### EXERCISE INPUTS
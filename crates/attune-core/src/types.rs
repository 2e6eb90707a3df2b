use serde::{Deserialize, Serialize};

/// Bounding box for a detected face, in source-frame pixels.
#[derive(Debug, Clone, Copy, PartialEq, Serialize, Deserialize)]
pub struct BoundingBox {
    pub x: f32,
    pub y: f32,
    pub width: f32,
    pub height: f32,
    pub confidence: f32,
}

impl BoundingBox {
    /// Clamp the box to a `width × height` frame and return integer pixel
    /// bounds `(x, y, w, h)`, or `None` if nothing of it lies inside.
    pub fn clamp_to(&self, width: u32, height: u32) -> Option<(u32, u32, u32, u32)> {
        let x0 = self.x.max(0.0).floor() as u32;
        let y0 = self.y.max(0.0).floor() as u32;
        let x1 = ((self.x + self.width).min(width as f32)).ceil().max(0.0) as u32;
        let y1 = ((self.y + self.height).min(height as f32)).ceil().max(0.0) as u32;

        if x1 <= x0 || y1 <= y0 {
            return None;
        }
        Some((x0, y0, x1 - x0, y1 - y0))
    }
}

/// One body landmark as produced by the pose model.
///
/// Coordinates are normalised to the source frame (0.0–1.0 inside the frame).
#[derive(Debug, Clone, Copy, PartialEq, Serialize, Deserialize)]
pub struct Landmark {
    pub x: f32,
    pub y: f32,
    pub z: f32,
    /// Probability that the point is visible (not occluded), 0.0–1.0.
    pub visibility: f32,
}

impl Landmark {
    pub fn new(x: f32, y: f32, z: f32, visibility: f32) -> Self {
        Self { x, y, z, visibility }
    }
}

/// The 33-point BlazePose body topology, in model output order.
#[derive(Debug, Clone, Copy, PartialEq, Eq, Hash)]
pub enum PoseLandmark {
    Nose,
    LeftEyeInner,
    LeftEye,
    LeftEyeOuter,
    RightEyeInner,
    RightEye,
    RightEyeOuter,
    LeftEar,
    RightEar,
    MouthLeft,
    MouthRight,
    LeftShoulder,
    RightShoulder,
    LeftElbow,
    RightElbow,
    LeftWrist,
    RightWrist,
    LeftPinky,
    RightPinky,
    LeftIndex,
    RightIndex,
    LeftThumb,
    RightThumb,
    LeftHip,
    RightHip,
    LeftKnee,
    RightKnee,
    LeftAnkle,
    RightAnkle,
    LeftHeel,
    RightHeel,
    LeftFootIndex,
    RightFootIndex,
}

impl PoseLandmark {
    pub const COUNT: usize = 33;

    pub const ALL: [PoseLandmark; Self::COUNT] = [
        Self::Nose,
        Self::LeftEyeInner,
        Self::LeftEye,
        Self::LeftEyeOuter,
        Self::RightEyeInner,
        Self::RightEye,
        Self::RightEyeOuter,
        Self::LeftEar,
        Self::RightEar,
        Self::MouthLeft,
        Self::MouthRight,
        Self::LeftShoulder,
        Self::RightShoulder,
        Self::LeftElbow,
        Self::RightElbow,
        Self::LeftWrist,
        Self::RightWrist,
        Self::LeftPinky,
        Self::RightPinky,
        Self::LeftIndex,
        Self::RightIndex,
        Self::LeftThumb,
        Self::RightThumb,
        Self::LeftHip,
        Self::RightHip,
        Self::LeftKnee,
        Self::RightKnee,
        Self::LeftAnkle,
        Self::RightAnkle,
        Self::LeftHeel,
        Self::RightHeel,
        Self::LeftFootIndex,
        Self::RightFootIndex,
    ];

    /// Index into the model's landmark output.
    pub fn index(self) -> usize {
        self as usize
    }

    /// Upper snake-case name as used in pose configuration files.
    pub fn name(self) -> &'static str {
        match self {
            Self::Nose => "NOSE",
            Self::LeftEyeInner => "LEFT_EYE_INNER",
            Self::LeftEye => "LEFT_EYE",
            Self::LeftEyeOuter => "LEFT_EYE_OUTER",
            Self::RightEyeInner => "RIGHT_EYE_INNER",
            Self::RightEye => "RIGHT_EYE",
            Self::RightEyeOuter => "RIGHT_EYE_OUTER",
            Self::LeftEar => "LEFT_EAR",
            Self::RightEar => "RIGHT_EAR",
            Self::MouthLeft => "MOUTH_LEFT",
            Self::MouthRight => "MOUTH_RIGHT",
            Self::LeftShoulder => "LEFT_SHOULDER",
            Self::RightShoulder => "RIGHT_SHOULDER",
            Self::LeftElbow => "LEFT_ELBOW",
            Self::RightElbow => "RIGHT_ELBOW",
            Self::LeftWrist => "LEFT_WRIST",
            Self::RightWrist => "RIGHT_WRIST",
            Self::LeftPinky => "LEFT_PINKY",
            Self::RightPinky => "RIGHT_PINKY",
            Self::LeftIndex => "LEFT_INDEX",
            Self::RightIndex => "RIGHT_INDEX",
            Self::LeftThumb => "LEFT_THUMB",
            Self::RightThumb => "RIGHT_THUMB",
            Self::LeftHip => "LEFT_HIP",
            Self::RightHip => "RIGHT_HIP",
            Self::LeftKnee => "LEFT_KNEE",
            Self::RightKnee => "RIGHT_KNEE",
            Self::LeftAnkle => "LEFT_ANKLE",
            Self::RightAnkle => "RIGHT_ANKLE",
            Self::LeftHeel => "LEFT_HEEL",
            Self::RightHeel => "RIGHT_HEEL",
            Self::LeftFootIndex => "LEFT_FOOT_INDEX",
            Self::RightFootIndex => "RIGHT_FOOT_INDEX",
        }
    }

    /// Look up a landmark by its exact configuration name (e.g. "LEFT_SHOULDER").
    pub fn from_name(name: &str) -> Option<Self> {
        Self::ALL.iter().copied().find(|lm| lm.name() == name)
    }
}

#[cfg(test)]
mod tests {
    use super::*;

    #[test]
    fn test_landmark_indices_follow_model_order() {
        for (i, lm) in PoseLandmark::ALL.iter().enumerate() {
            assert_eq!(lm.index(), i);
        }
        assert_eq!(PoseLandmark::LeftShoulder.index(), 11);
        assert_eq!(PoseLandmark::RightFootIndex.index(), 32);
    }

    #[test]
    fn test_from_name_roundtrips_every_landmark() {
        for lm in PoseLandmark::ALL {
            assert_eq!(PoseLandmark::from_name(lm.name()), Some(lm));
        }
    }

    #[test]
    fn test_from_name_is_exact() {
        assert_eq!(PoseLandmark::from_name("left_shoulder"), None);
        assert_eq!(PoseLandmark::from_name("LEFT_TOE"), None);
    }

    #[test]
    fn test_clamp_to_inside() {
        let b = BoundingBox { x: 10.0, y: 20.0, width: 30.0, height: 40.0, confidence: 0.9 };
        assert_eq!(b.clamp_to(100, 100), Some((10, 20, 30, 40)));
    }

    #[test]
    fn test_clamp_to_partial_overlap() {
        let b = BoundingBox { x: -5.0, y: 90.0, width: 20.0, height: 20.0, confidence: 0.9 };
        assert_eq!(b.clamp_to(100, 100), Some((0, 90, 15, 10)));
    }

    #[test]
    fn test_clamp_to_outside() {
        let b = BoundingBox { x: 150.0, y: 0.0, width: 20.0, height: 20.0, confidence: 0.9 };
        assert_eq!(b.clamp_to(100, 100), None);
    }
}
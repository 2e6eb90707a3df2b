//! Client-credentials token exchange with the streaming service.
//!
//! Playlist embeds work without a token; the exchange only validates the
//! configured credentials at startup, so the token itself is not kept.

use serde::Deserialize;
use thiserror::Error;

const TOKEN_URL: &str = "https://accounts.spotify.com/api/token";

#[derive(Error, Debug)]
pub enum TokenError {
    #[error("token request failed: {0}")]
    Request(String),
    #[error("failed to read token response: {0}")]
    Body(#[from] std::io::Error),
    #[error("malformed token response: {0}")]
    Parse(#[from] serde_json::Error),
}

/// The parts of a token grant worth logging.
#[derive(Debug, Deserialize)]
pub struct TokenGrant {
    pub token_type: String,
    pub expires_in: u64,
}

/// Exchange client credentials for an access token. Blocking.
pub fn request_token(client_id: &str, client_secret: &str) -> Result<TokenGrant, TokenError> {
    let response = ureq::post(TOKEN_URL)
        .send_form(&[
            ("grant_type", "client_credentials"),
            ("client_id", client_id),
            ("client_secret", client_secret),
        ])
        .map_err(|e| TokenError::Request(e.to_string()))?;

    let body = response.into_string()?;
    parse_grant(&body)
}

fn parse_grant(body: &str) -> Result<TokenGrant, TokenError> {
    Ok(serde_json::from_str(body)?)
}

#[cfg(test)]
mod tests {
    use super::*;

    #[test]
    fn test_parse_grant() {
        let grant = parse_grant(
            r#"{"access_token":"abc123","token_type":"Bearer","expires_in":3600}"#,
        )
        .unwrap();
        assert_eq!(grant.token_type, "Bearer");
        assert_eq!(grant.expires_in, 3600);
    }

    #[test]
    fn test_parse_grant_rejects_error_body() {
        assert!(parse_grant(r#"{"error":"invalid_client"}"#).is_err());
    }

    #[test]
    fn test_grant_debug_never_holds_token() {
        let grant = parse_grant(
            r#"{"access_token":"secret-value","token_type":"Bearer","expires_in":1}"#,
        )
        .unwrap();
        assert!(!format!("{grant:?}").contains("secret-value"));
    }
}
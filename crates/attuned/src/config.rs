use attune_hw::SpeechConfig;
use std::path::PathBuf;
use std::time::Duration;

/// Daemon configuration, loaded from environment variables.
pub struct Config {
    /// V4L2 device path (default: /dev/video0).
    pub camera_device: String,
    /// Directory containing ONNX model files.
    pub model_dir: PathBuf,
    /// Directory holding one `<pose>.json` landmark configuration per pose.
    pub pose_dir: PathBuf,
    /// Optional TOML file overriding the emotion → playlist table.
    pub playlists_path: Option<PathBuf>,
    /// Sleep between practice frames.
    pub tick_ms: u64,
    /// Pause after the start narration before the first frame.
    pub settle_secs: u64,
    /// Spoken feedback is given below this accuracy.
    pub feedback_threshold: f32,
    pub speech_enabled: bool,
    pub tts_command: String,
    pub audio_player: String,
    pub speech_dir: PathBuf,
    pub spotify_client_id: Option<String>,
    pub spotify_client_secret: Option<String>,
}

impl Config {
    /// Load configuration from `ATTUNE_*` environment variables with defaults.
    pub fn from_env() -> Self {
        let model_dir = std::env::var("ATTUNE_MODEL_DIR")
            .map(PathBuf::from)
            .unwrap_or_else(|_| attune_core::default_model_dir());

        let speech_dir = std::env::var("ATTUNE_SPEECH_DIR")
            .map(PathBuf::from)
            .unwrap_or_else(|_| std::env::temp_dir().join("attune-speech"));

        Self {
            camera_device: std::env::var("ATTUNE_CAMERA_DEVICE")
                .unwrap_or_else(|_| "/dev/video0".to_string()),
            model_dir,
            pose_dir: std::env::var("ATTUNE_POSE_DIR")
                .map(PathBuf::from)
                .unwrap_or_else(|_| PathBuf::from("contrib/poses")),
            playlists_path: env_nonempty("ATTUNE_PLAYLISTS").map(PathBuf::from),
            tick_ms: env_u64("ATTUNE_TICK_MS", 100),
            settle_secs: env_u64("ATTUNE_SETTLE_SECS", 5),
            feedback_threshold: env_f32("ATTUNE_FEEDBACK_THRESHOLD", 70.0),
            speech_enabled: std::env::var("ATTUNE_SPEECH_ENABLED")
                .map(|v| v != "0")
                .unwrap_or(true),
            tts_command: std::env::var("ATTUNE_TTS_COMMAND")
                .unwrap_or_else(|_| "espeak-ng".to_string()),
            audio_player: std::env::var("ATTUNE_AUDIO_PLAYER")
                .unwrap_or_else(|_| "aplay".to_string()),
            speech_dir,
            spotify_client_id: env_nonempty("ATTUNE_SPOTIFY_CLIENT_ID"),
            spotify_client_secret: env_nonempty("ATTUNE_SPOTIFY_CLIENT_SECRET"),
        }
    }

    /// Path to the Ultra-Light face detection model.
    pub fn face_model_path(&self) -> String {
        self.model_path(attune_core::FACE_MODEL_FILE)
    }

    /// Path to the FER emotion model.
    pub fn emotion_model_path(&self) -> String {
        self.model_path(attune_core::EMOTION_MODEL_FILE)
    }

    /// Path to the BlazePose landmark model.
    pub fn pose_model_path(&self) -> String {
        self.model_path(attune_core::POSE_MODEL_FILE)
    }

    fn model_path(&self, file: &str) -> String {
        self.model_dir.join(file).to_string_lossy().into_owned()
    }

    pub fn tick(&self) -> Duration {
        Duration::from_millis(self.tick_ms)
    }

    pub fn settle(&self) -> Duration {
        Duration::from_secs(self.settle_secs)
    }

    pub fn speech(&self) -> SpeechConfig {
        SpeechConfig {
            enabled: self.speech_enabled,
            synth_command: self.tts_command.clone(),
            player_command: self.audio_player.clone(),
            dir: self.speech_dir.clone(),
        }
    }
}

fn env_nonempty(key: &str) -> Option<String> {
    std::env::var(key).ok().filter(|v| !v.trim().is_empty())
}

fn env_f32(key: &str, default: f32) -> f32 {
    std::env::var(key)
        .ok()
        .and_then(|v| v.parse().ok())
        .unwrap_or(default)
}

fn env_u64(key: &str, default: u64) -> u64 {
    std::env::var(key)
        .ok()
        .and_then(|v| v.parse().ok())
        .unwrap_or(default)
}
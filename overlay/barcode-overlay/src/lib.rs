//! Product indicators anchored to barcodes in mixed reality.
//!
//! A platform decoder reads barcodes from the passthrough camera and posts
//! JSON batches. Each render tick this crate:
//!
//! 1. takes the newest batch from the [`DetectionMailbox`] and validates it
//!    ([`DetectionReader`]), re-using the last good batch when nothing new
//!    or nothing valid arrived,
//! 2. lifts each detection into world space at a fixed virtual depth using
//!    the head pose from its capture instant ([`Localizer`]),
//! 3. binds known products to pooled indicators, smooths them toward their
//!    targets and hides the ones not seen for a while ([`IndicatorPool`]).
//!
//! [`OverlayPipeline`] wires the three together.
//!
//! # Example
//!
//! ```
//! use std::sync::Arc;
//!
//! use barcode_overlay::{
//!     FrameInput, IndicatorHandle, IndicatorRenderer, IndicatorView, OverlayConfig, OverlayPipeline,
//! };
//! use overlay_catalog::ProductCatalog;
//! use sensor_fusion::Transform3D;
//! use sensor_types::{FrameSize, Timestamp};
//!
//! #[derive(Default)]
//! struct NullRenderer(u64);
//!
//! impl IndicatorRenderer for NullRenderer {
//!     fn spawn(&mut self) -> IndicatorHandle {
//!         self.0 += 1;
//!         IndicatorHandle::new(self.0)
//!     }
//!     fn show(&mut self, _: IndicatorHandle, _: &IndicatorView) {}
//!     fn hide(&mut self, _: IndicatorHandle) {}
//! }
//!
//! let catalog = Arc::new(ProductCatalog::builtin());
//! let mut pipeline =
//!     OverlayPipeline::new(&OverlayConfig::default(), catalog, NullRenderer::default()).unwrap();
//!
//! pipeline.mailbox().post(
//!     r#"{"results":[{"text":"1234567890123","points":[{"x":100,"y":200},{"x":300,"y":200}],"timestamp":0}]}"#,
//! );
//!
//! let input = FrameInput {
//!     now: Timestamp::zero(),
//!     viewer: Transform3D::identity(),
//!     frame: FrameSize::new(1280, 960),
//! };
//! let report = pipeline.tick(&input, &|_: f64| Some(Transform3D::identity()));
//! assert_eq!(report.active_indicators, 1);
//! assert_eq!(report.known_products[0].product.name, "Whole Milk");
//! ```

// Safety: Deny unwrap/expect in library code. Tests may use them (workspace warns).
#![cfg_attr(not(test), deny(clippy::unwrap_used, clippy::expect_used))]
#![warn(missing_docs)]
#![warn(clippy::all)]
#![warn(clippy::pedantic)]

mod config;
mod detection;
mod error;
mod indicator;
mod ingest;
mod pipeline;
mod tracker;

pub use config::{IndicatorConfig, OverlayConfig, PoseHistoryConfig, TrackerConfig};
pub use detection::{BarcodeFormat, DetectionEvent, WirePayload, WirePoint, WireResult};
pub use error::{OverlayError, Result};
pub use indicator::{
    IndicatorHandle, IndicatorLabel, IndicatorPool, IndicatorRenderer, IndicatorSlot, IndicatorView,
};
pub use ingest::{DetectionMailbox, DetectionReader, IngestedBatch, KnownProductSighting, parse_payload};
pub use pipeline::{FrameInput, OverlayPipeline, TickReport};
pub use tracker::{Localizer, TrackedBarcode};
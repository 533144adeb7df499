//! JSON-lines recordings of a session.
//!
//! Each line is one rendered frame:
//!
//! ```text
//! {"t_ns": 16000000, "head": {"rotation": [0, 0, 0, 1], "translation": [0, 1.6, 0]}, "payload": {"results": [...]}}
//! ```
//!
//! `head` is the viewer pose at `t_ns`. `payload` is the decoder message
//! that arrived since the previous frame, if any, either as a JSON object or
//! as the raw string the decoder posted.

use std::fs::File;
use std::io::{BufRead, BufReader};
use std::path::Path;

use anyhow::{Context, Result, bail};
use sensor_fusion::Transform3D;
use serde::Deserialize;
use serde_json::Value;

/// One recorded frame.
#[derive(Debug, Clone, Deserialize)]
pub struct RecordedFrame {
    /// Frame time in nanoseconds.
    pub t_ns: u64,
    /// Viewer head pose at `t_ns`.
    #[serde(default)]
    pub head: Transform3D,
    /// Decoder message received before this frame.
    #[serde(default)]
    pub payload: Option<Value>,
}

impl RecordedFrame {
    /// The payload as the decoder would have posted it.
    pub fn payload_json(&self) -> Option<String> {
        match self.payload.as_ref()? {
            Value::Null => None,
            Value::String(raw) => Some(raw.clone()),
            other => Some(other.to_string()),
        }
    }
}

/// Parses a recording from any line source. Blank lines and `#` comments
/// are skipped.
pub fn parse<R: BufRead>(reader: R) -> Result<Vec<RecordedFrame>> {
    let mut frames: Vec<RecordedFrame> = Vec::new();
    for (index, line) in reader.lines().enumerate() {
        let line_no = index + 1;
        let line = line.with_context(|| format!("reading line {line_no}"))?;
        let trimmed = line.trim();
        if trimmed.is_empty() || trimmed.starts_with('#') {
            continue;
        }
        let frame: RecordedFrame =
            serde_json::from_str(trimmed).with_context(|| format!("parsing line {line_no}"))?;
        if let Some(prev) = frames.last() {
            if frame.t_ns < prev.t_ns {
                bail!("line {line_no}: time goes backwards ({} < {})", frame.t_ns, prev.t_ns);
            }
        }
        frames.push(frame);
    }
    Ok(frames)
}

/// Reads a recording file.
pub fn load(path: &Path) -> Result<Vec<RecordedFrame>> {
    let file = File::open(path).with_context(|| format!("opening {}", path.display()))?;
    parse(BufReader::new(file)).with_context(|| format!("in {}", path.display()))
}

### PROBLEM TO SOLVE
In the listing above, find the line with "a recording file." and set down that line and all after it exactly, through the final line.

### REPLY
/// Reads a recording file.
pub fn load(path: &Path) -> Result<Vec<RecordedFrame>> {
    let file = File::open(path).with_context(|| format!("opening {}", path.display()))?;
    parse(BufReader::new(file)).with_context(|| format!("in {}", path.display()))
}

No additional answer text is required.